[[ LISTED RECORDS open ]]
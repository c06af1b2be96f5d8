//! Crate-level error type.
//!
//! These are designed to be displayable in CLI output without further
//! formatting.

use crate::data::cache::CacheError;
use crate::data::provider::SourceError;
use crate::domain::TimeRange;
use crate::interpolate::UnsupportedMode;
use thiserror::Error;

#[derive(Debug, Error)]
pub enum Error {
    /// Bad input; raised before any cache or network access.
    #[error("invalid request: {0}")]
    InvalidRequest(String),

    /// A sub-window could not be fetched. Data is never silently skipped.
    #[error("failed to fetch {product_id} {window} after {attempts} attempt(s): {source}")]
    Fetch {
        product_id: String,
        window: TimeRange,
        attempts: u32,
        #[source]
        source: SourceError,
    },

    #[error(transparent)]
    Cache(#[from] CacheError),

    #[error(transparent)]
    UnsupportedMode(#[from] UnsupportedMode),

    #[error("failed to build HTTP client: {0}")]
    HttpClient(#[from] reqwest::Error),
}

impl Error {
    /// Whether the error was caused by the caller's input.
    pub fn is_invalid_input(&self) -> bool {
        matches!(self, Error::InvalidRequest(_) | Error::UnsupportedMode(_))
    }
}

pub type Result<T, E = Error> = std::result::Result<T, E>;
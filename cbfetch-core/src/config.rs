//! Fetcher configuration.
//!
//! A plain value handed to [`Fetcher`](crate::data::fetcher::Fetcher) and
//! [`CandleCache`](crate::data::cache::CandleCache) constructors. Sources, in
//! priority order: programmatic override, TOML file, `CBFETCH_CACHE_DIR`, and
//! finally a platform cache directory.

use crate::data::coinbase::DEFAULT_BASE_URL;
use crate::data::retry::{duration_millis, RetryPolicy};
use serde::{Deserialize, Serialize};
use std::path::{Path, PathBuf};
use std::time::Duration;

/// Environment variable that overrides the cache directory.
pub const CACHE_DIR_ENV: &str = "CBFETCH_CACHE_DIR";

/// Coinbase allows 10 public requests per second.
pub const PUBLIC_REQUESTS_PER_SECOND: u64 = 10;

#[derive(Debug, Clone, PartialEq, Serialize, Deserialize)]
#[serde(default)]
pub struct FetcherConfig {
    pub cache_dir: PathBuf,
    pub base_url: String,
    /// Minimum pause between consecutive candle requests.
    #[serde(with = "duration_millis")]
    pub request_delay: Duration,
    #[serde(with = "duration_millis")]
    pub request_timeout: Duration,
    pub retry: RetryPolicy,
}

impl Default for FetcherConfig {
    fn default() -> Self {
        Self {
            cache_dir: default_cache_dir(),
            base_url: DEFAULT_BASE_URL.to_string(),
            request_delay: Duration::from_millis(1_000 / PUBLIC_REQUESTS_PER_SECOND),
            request_timeout: Duration::from_secs(30),
            retry: RetryPolicy::default(),
        }
    }
}

impl FetcherConfig {
    /// Defaults with the cache directory taken from `CBFETCH_CACHE_DIR` when set.
    pub fn from_env() -> Self {
        let mut config = Self::default();
        if let Some(dir) = env_cache_dir() {
            config.cache_dir = dir;
        }
        config
    }

    /// Load a TOML config file. Missing keys fall back to [`FetcherConfig::from_env`].
    pub fn from_file(path: &Path) -> Result<Self, String> {
        let content =
            std::fs::read_to_string(path).map_err(|e| format!("read config file: {e}"))?;
        Self::from_toml(&content)
    }

    /// Parse a TOML string. An explicit `cache_dir` beats the environment.
    pub fn from_toml(content: &str) -> Result<Self, String> {
        let value: toml::Value =
            toml::from_str(content).map_err(|e| format!("parse config TOML: {e}"))?;
        let has_cache_dir = value
            .as_table()
            .is_some_and(|t| t.contains_key("cache_dir"));
        let mut config: Self = value
            .try_into()
            .map_err(|e| format!("invalid config: {e}"))?;
        if !has_cache_dir {
            if let Some(dir) = env_cache_dir() {
                config.cache_dir = dir;
            }
        }
        Ok(config)
    }

    pub fn with_cache_dir(mut self, dir: impl Into<PathBuf>) -> Self {
        self.cache_dir = dir.into();
        self
    }

    pub fn with_base_url(mut self, url: impl Into<String>) -> Self {
        self.base_url = url.into();
        self
    }

    pub fn with_request_delay(mut self, delay: Duration) -> Self {
        self.request_delay = delay;
        self
    }

    pub fn with_retry(mut self, retry: RetryPolicy) -> Self {
        self.retry = retry;
        self
    }
}

fn env_cache_dir() -> Option<PathBuf> {
    std::env::var_os(CACHE_DIR_ENV)
        .filter(|v| !v.is_empty())
        .map(PathBuf::from)
}

/// `{platform cache dir}/cbfetch`, or the temp dir when the platform has none.
pub fn default_cache_dir() -> PathBuf {
    dirs::cache_dir()
        .unwrap_or_else(std::env::temp_dir)
        .join("cbfetch")
}

#[cfg(test)]
mod tests {
    use super::*;

    #[test]
    fn default_delay_matches_public_rate_limit() {
        let config = FetcherConfig::default();
        assert_eq!(config.request_delay, Duration::from_millis(100));
        assert_eq!(config.base_url, DEFAULT_BASE_URL);
        assert!(config.cache_dir.ends_with("cbfetch"));
    }

    #[test]
    fn toml_overrides_selected_fields() {
        let config = FetcherConfig::from_toml(
            r#"
            cache_dir = "/tmp/cbfetch-test"
            request_delay = 250

            [retry]
            max_attempts = 2
            "#,
        )
        .unwrap();
        assert_eq!(config.cache_dir, PathBuf::from("/tmp/cbfetch-test"));
        assert_eq!(config.request_delay, Duration::from_millis(250));
        assert_eq!(config.retry.max_attempts, 2);
        assert_eq!(config.retry.max_backoff, Duration::from_secs(10));
        assert_eq!(config.request_timeout, Duration::from_secs(30));
    }

    #[test]
    fn invalid_toml_is_reported() {
        let err = FetcherConfig::from_toml("request_delay = \"soon\"").unwrap_err();
        assert!(err.contains("invalid config"), "{err}");
    }

    #[test]
    fn builder_methods_override() {
        let config = FetcherConfig::default()
            .with_cache_dir("/var/tmp/x")
            .with_request_delay(Duration::ZERO)
            .with_retry(RetryPolicy::immediate(1));
        assert_eq!(config.cache_dir, PathBuf::from("/var/tmp/x"));
        assert_eq!(config.request_delay, Duration::ZERO);
        assert_eq!(config.retry.max_attempts, 1);
    }
}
[[ LISTED RECORDS closed ]]
**EXERCISE BRIEF:** Write out every entry above exactly as given.

**RESPONSE TO THIS TASK:**
repository c06af1b2be96f5d8
//! Crate-level error type.
//!
//! These are designed to be displayable in CLI output without further
//! formatting.

use crate::data::cache::CacheError;
use crate::data::provider::SourceError;
use crate::domain::TimeRange;
use crate::interpolate::UnsupportedMode;
use thiserror::Error;

#[derive(Debug, Error)]
pub enum Error {
    /// Bad input; raised before any cache or network access.
    #[error("invalid request: {0}")]
    InvalidRequest(String),

    /// A sub-window could not be fetched. Data is never silently skipped.
    #[error("failed to fetch {product_id} {window} after {attempts} attempt(s): {source}")]
    Fetch {
        product_id: String,
        window: TimeRange,
        attempts: u32,
        #[source]
        source: SourceError,
    },

    #[error(transparent)]
    Cache(#[from] CacheError),

    #[error(transparent)]
    UnsupportedMode(#[from] UnsupportedMode),

    #[error("failed to build HTTP client: {0}")]
    HttpClient(#[from] reqwest::Error),
}

impl Error {
    /// Whether the error was caused by the caller's input.
    pub fn is_invalid_input(&self) -> bool {
        matches!(self, Error::InvalidRequest(_) | Error::UnsupportedMode(_))
    }
}

pub type Result<T, E = Error> = std::result::Result<T, E>;
filename cbfetch-core/src/config.rs
//! Fetcher configuration.
//!
//! A plain value handed to [`Fetcher`](crate::data::fetcher::Fetcher) and
//! [`CandleCache`](crate::data::cache::CandleCache) constructors. Sources, in
//! priority order: programmatic override, TOML file, `CBFETCH_CACHE_DIR`, and
//! finally a platform cache directory.

use crate::data::coinbase::DEFAULT_BASE_URL;
use crate::data::retry::{duration_millis, RetryPolicy};
use serde::{Deserialize, Serialize};
use std::path::{Path, PathBuf};
use std::time::Duration;

/// Environment variable that overrides the cache directory.
pub const CACHE_DIR_ENV: &str = "CBFETCH_CACHE_DIR";

/// Coinbase allows 10 public requests per second.
pub const PUBLIC_REQUESTS_PER_SECOND: u64 = 10;

#[derive(Debug, Clone, PartialEq, Serialize, Deserialize)]
#[serde(default)]
pub struct FetcherConfig {
    pub cache_dir: PathBuf,
    pub base_url: String,
    /// Minimum pause between consecutive candle requests.
    #[serde(with = "duration_millis")]
    pub request_delay: Duration,
    #[serde(with = "duration_millis")]
    pub request_timeout: Duration,
    pub retry: RetryPolicy,
}

impl Default for FetcherConfig {
    fn default() -> Self {
        Self {
            cache_dir: default_cache_dir(),
            base_url: DEFAULT_BASE_URL.to_string(),
            request_delay: Duration::from_millis(1_000 / PUBLIC_REQUESTS_PER_SECOND),
            request_timeout: Duration::from_secs(30),
            retry: RetryPolicy::default(),
        }
    }
}

impl FetcherConfig {
    /// Defaults with the cache directory taken from `CBFETCH_CACHE_DIR` when set.
    pub fn from_env() -> Self {
        let mut config = Self::default();
        if let Some(dir) = env_cache_dir() {
            config.cache_dir = dir;
        }
        config
    }

    /// Load a TOML config file. Missing keys fall back to [`FetcherConfig::from_env`].
    pub fn from_file(path: &Path) -> Result<Self, String> {
        let content =
            std::fs::read_to_string(path).map_err(|e| format!("read config file: {e}"))?;
        Self::from_toml(&content)
    }

    /// Parse a TOML string. An explicit `cache_dir` beats the environment.
    pub fn from_toml(content: &str) -> Result<Self, String> {
        let value: toml::Value =
            toml::from_str(content).map_err(|e| format!("parse config TOML: {e}"))?;
        let has_cache_dir = value
            .as_table()
            .is_some_and(|t| t.contains_key("cache_dir"));
        let mut config: Self = value
            .try_into()
            .map_err(|e| format!("invalid config: {e}"))?;
        if !has_cache_dir {
            if let Some(dir) = env_cache_dir() {
                config.cache_dir = dir;
            }
        }
        Ok(config)
    }

    pub fn with_cache_dir(mut self, dir: impl Into<PathBuf>) -> Self {
        self.cache_dir = dir.into();
        self
    }

    pub fn with_base_url(mut self, url: impl Into<String>) -> Self {
        self.base_url = url.into();
        self
    }

    pub fn with_request_delay(mut self, delay: Duration) -> Self {
        self.request_delay = delay;
        self
    }

    pub fn with_retry(mut self, retry: RetryPolicy) -> Self {
        self.retry = retry;
        self
    }
}

fn env_cache_dir() -> Option<PathBuf> {
    std::env::var_os(CACHE_DIR_ENV)
        .filter(|v| !v.is_empty())
        .map(PathBuf::from)
}

/// `{platform cache dir}/cbfetch`, or the temp dir when the platform has none.
pub fn default_cache_dir() -> PathBuf {
    dirs::cache_dir()
        .unwrap_or_else(std::env::temp_dir)
        .join("cbfetch")
}

#[cfg(test)]
mod tests {
    use super::*;

    #[test]
    fn default_delay_matches_public_rate_limit() {
        let config = FetcherConfig::default();
        assert_eq!(config.request_delay, Duration::from_millis(100));
        assert_eq!(config.base_url, DEFAULT_BASE_URL);
        assert!(config.cache_dir.ends_with("cbfetch"));
    }

    #[test]
    fn toml_overrides_selected_fields() {
        let config = FetcherConfig::from_toml(
            r#"
            cache_dir = "/tmp/cbfetch-test"
            request_delay = 250

            [retry]
            max_attempts = 2
            "#,
        )
        .unwrap();
        assert_eq!(config.cache_dir, PathBuf::from("/tmp/cbfetch-test"));
        assert_eq!(config.request_delay, Duration::from_millis(250));
        assert_eq!(config.retry.max_attempts, 2);
        assert_eq!(config.retry.max_backoff, Duration::from_secs(10));
        assert_eq!(config.request_timeout, Duration::from_secs(30));
    }

    #[test]
    fn invalid_toml_is_reported() {
        let err = FetcherConfig::from_toml("request_delay = \"soon\"").unwrap_err();
        assert!(err.contains("invalid config"), "{err}");
    }

    #[test]
    fn builder_methods_override() {
        let config = FetcherConfig::default()
            .with_cache_dir("/var/tmp/x")
            .with_request_delay(Duration::ZERO)
            .with_retry(RetryPolicy::immediate(1));
        assert_eq!(config.cache_dir, PathBuf::from("/var/tmp/x"));
        assert_eq!(config.request_delay, Duration::ZERO);
        assert_eq!(config.retry.max_attempts, 1);
    }
}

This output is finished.